» **Exercise goal**
If a line in the entries includes "ContractNotFound", show that line.

--- Available data Enclosed Below ---

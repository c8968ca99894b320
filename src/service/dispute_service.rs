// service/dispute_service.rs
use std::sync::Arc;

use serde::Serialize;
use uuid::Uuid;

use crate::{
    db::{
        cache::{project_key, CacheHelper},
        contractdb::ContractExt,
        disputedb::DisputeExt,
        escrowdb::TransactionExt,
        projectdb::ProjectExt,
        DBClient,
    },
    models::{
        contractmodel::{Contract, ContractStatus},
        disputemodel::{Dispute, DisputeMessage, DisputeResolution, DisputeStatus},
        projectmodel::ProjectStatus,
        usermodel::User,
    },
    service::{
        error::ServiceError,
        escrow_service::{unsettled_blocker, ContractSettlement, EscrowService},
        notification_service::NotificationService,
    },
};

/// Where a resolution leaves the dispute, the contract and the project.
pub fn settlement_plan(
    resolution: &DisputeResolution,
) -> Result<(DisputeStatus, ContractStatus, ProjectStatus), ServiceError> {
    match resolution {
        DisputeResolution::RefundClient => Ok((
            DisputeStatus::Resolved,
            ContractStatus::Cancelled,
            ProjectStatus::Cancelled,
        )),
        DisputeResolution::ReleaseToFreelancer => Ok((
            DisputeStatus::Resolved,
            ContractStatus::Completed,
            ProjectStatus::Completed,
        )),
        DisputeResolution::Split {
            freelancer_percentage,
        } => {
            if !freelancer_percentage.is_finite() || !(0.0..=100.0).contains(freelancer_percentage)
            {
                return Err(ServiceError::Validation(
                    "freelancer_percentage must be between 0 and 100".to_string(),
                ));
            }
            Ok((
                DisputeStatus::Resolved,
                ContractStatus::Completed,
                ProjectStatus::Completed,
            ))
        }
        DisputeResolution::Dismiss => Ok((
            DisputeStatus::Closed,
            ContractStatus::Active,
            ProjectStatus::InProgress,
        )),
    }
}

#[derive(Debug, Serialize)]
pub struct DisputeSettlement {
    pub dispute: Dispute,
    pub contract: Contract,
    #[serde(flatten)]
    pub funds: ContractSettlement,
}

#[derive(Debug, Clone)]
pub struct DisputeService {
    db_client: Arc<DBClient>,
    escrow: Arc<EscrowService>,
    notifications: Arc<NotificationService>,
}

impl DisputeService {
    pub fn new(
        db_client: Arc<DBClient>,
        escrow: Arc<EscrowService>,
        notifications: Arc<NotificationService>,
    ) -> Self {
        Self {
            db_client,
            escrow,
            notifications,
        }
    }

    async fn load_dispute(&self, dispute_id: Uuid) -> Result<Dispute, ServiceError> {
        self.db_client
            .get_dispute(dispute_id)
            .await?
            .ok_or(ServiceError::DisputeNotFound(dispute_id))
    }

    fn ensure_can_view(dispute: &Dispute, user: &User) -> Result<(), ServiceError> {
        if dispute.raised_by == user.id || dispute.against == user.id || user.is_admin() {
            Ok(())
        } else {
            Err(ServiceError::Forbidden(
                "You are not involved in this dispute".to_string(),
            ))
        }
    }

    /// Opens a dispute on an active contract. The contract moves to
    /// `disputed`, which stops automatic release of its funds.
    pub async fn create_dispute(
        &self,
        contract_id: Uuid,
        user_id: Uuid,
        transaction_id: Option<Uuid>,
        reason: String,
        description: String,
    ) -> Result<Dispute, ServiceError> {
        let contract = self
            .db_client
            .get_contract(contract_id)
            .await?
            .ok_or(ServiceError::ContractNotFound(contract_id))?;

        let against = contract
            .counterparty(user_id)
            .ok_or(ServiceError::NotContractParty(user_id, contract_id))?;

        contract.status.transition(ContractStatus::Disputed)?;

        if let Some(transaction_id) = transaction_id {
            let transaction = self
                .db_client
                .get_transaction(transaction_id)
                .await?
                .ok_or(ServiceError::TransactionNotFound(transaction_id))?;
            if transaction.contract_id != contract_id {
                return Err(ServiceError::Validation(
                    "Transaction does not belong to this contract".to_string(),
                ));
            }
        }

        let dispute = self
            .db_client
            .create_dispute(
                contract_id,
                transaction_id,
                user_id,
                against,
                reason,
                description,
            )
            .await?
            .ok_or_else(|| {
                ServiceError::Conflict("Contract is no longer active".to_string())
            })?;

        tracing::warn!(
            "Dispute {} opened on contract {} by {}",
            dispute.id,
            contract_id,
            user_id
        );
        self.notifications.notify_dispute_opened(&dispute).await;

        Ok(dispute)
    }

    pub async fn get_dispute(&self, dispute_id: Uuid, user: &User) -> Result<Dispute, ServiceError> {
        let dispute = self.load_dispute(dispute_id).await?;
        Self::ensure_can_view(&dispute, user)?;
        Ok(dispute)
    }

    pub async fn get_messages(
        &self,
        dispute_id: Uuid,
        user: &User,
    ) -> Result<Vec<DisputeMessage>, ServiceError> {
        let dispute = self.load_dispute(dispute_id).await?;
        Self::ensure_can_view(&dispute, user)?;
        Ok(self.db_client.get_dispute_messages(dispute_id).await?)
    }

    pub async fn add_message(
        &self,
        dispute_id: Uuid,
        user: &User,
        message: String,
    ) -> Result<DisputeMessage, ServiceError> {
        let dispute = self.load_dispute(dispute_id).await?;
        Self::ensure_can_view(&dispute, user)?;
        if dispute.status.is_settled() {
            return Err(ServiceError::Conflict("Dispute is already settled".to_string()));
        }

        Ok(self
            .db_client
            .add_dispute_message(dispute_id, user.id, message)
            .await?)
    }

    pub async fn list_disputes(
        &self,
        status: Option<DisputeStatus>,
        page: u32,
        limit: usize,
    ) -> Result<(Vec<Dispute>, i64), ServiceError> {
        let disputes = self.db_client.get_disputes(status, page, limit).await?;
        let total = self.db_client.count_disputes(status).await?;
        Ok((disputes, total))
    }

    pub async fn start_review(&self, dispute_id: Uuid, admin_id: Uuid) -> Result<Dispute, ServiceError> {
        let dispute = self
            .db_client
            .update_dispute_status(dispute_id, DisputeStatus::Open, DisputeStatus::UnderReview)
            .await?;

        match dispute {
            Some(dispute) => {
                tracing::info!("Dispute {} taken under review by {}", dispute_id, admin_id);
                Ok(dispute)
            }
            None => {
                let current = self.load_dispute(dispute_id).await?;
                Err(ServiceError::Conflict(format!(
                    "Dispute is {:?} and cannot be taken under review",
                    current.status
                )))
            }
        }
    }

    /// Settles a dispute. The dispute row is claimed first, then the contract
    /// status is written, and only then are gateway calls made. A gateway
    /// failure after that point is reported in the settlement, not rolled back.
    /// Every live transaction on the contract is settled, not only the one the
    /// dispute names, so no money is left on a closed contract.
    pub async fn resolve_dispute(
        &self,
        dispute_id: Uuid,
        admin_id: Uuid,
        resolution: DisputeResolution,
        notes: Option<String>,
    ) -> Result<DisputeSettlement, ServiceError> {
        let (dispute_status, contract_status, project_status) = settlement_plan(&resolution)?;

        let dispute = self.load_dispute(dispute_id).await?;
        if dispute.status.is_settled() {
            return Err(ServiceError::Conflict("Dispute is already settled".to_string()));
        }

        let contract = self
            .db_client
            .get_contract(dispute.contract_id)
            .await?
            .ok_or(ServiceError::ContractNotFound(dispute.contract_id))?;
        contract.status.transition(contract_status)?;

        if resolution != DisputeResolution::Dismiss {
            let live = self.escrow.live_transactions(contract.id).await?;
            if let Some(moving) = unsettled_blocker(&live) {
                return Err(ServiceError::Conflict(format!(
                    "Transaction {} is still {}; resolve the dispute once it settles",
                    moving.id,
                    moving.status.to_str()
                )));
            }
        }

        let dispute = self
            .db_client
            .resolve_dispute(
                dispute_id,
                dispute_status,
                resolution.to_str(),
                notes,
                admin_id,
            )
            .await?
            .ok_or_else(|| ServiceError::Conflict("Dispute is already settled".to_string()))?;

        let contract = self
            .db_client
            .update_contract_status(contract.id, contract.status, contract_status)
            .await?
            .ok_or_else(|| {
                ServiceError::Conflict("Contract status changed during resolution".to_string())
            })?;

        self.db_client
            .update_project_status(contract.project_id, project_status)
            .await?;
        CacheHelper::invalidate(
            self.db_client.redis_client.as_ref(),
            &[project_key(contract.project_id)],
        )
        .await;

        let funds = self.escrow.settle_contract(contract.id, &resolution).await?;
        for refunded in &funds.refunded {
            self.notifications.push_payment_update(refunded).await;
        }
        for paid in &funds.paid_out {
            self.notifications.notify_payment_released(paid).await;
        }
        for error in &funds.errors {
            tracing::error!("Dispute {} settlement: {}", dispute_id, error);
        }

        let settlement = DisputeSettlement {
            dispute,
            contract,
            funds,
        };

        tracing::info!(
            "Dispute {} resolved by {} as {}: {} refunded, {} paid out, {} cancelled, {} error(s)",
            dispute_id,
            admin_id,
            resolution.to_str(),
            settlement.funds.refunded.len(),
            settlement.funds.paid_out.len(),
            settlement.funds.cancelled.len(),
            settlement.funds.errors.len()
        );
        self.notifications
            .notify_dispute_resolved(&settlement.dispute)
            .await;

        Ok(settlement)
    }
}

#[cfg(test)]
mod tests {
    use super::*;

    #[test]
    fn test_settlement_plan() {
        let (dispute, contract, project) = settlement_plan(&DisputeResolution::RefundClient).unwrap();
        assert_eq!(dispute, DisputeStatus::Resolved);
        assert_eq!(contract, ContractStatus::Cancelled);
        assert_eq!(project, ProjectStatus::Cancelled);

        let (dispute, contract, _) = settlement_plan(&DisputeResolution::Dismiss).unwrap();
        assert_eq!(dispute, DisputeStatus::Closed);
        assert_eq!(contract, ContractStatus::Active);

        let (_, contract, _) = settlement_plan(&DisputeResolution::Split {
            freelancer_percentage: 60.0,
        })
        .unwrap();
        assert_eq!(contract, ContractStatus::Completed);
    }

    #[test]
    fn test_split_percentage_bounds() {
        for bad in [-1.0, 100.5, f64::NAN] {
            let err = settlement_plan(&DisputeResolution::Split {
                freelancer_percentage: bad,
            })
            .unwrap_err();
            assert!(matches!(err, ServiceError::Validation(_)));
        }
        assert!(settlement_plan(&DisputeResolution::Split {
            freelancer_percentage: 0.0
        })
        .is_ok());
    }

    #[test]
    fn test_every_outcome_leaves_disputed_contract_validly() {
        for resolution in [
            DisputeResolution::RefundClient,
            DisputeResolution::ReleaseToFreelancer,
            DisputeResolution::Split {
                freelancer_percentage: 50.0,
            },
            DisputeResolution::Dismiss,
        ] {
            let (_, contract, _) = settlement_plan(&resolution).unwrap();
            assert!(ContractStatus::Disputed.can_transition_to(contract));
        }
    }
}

--- End of Enclosed Available data ---

» **Response**
            .ok_or(ServiceError::ContractNotFound(contract_id))?;
            .ok_or(ServiceError::ContractNotFound(dispute.contract_id))?;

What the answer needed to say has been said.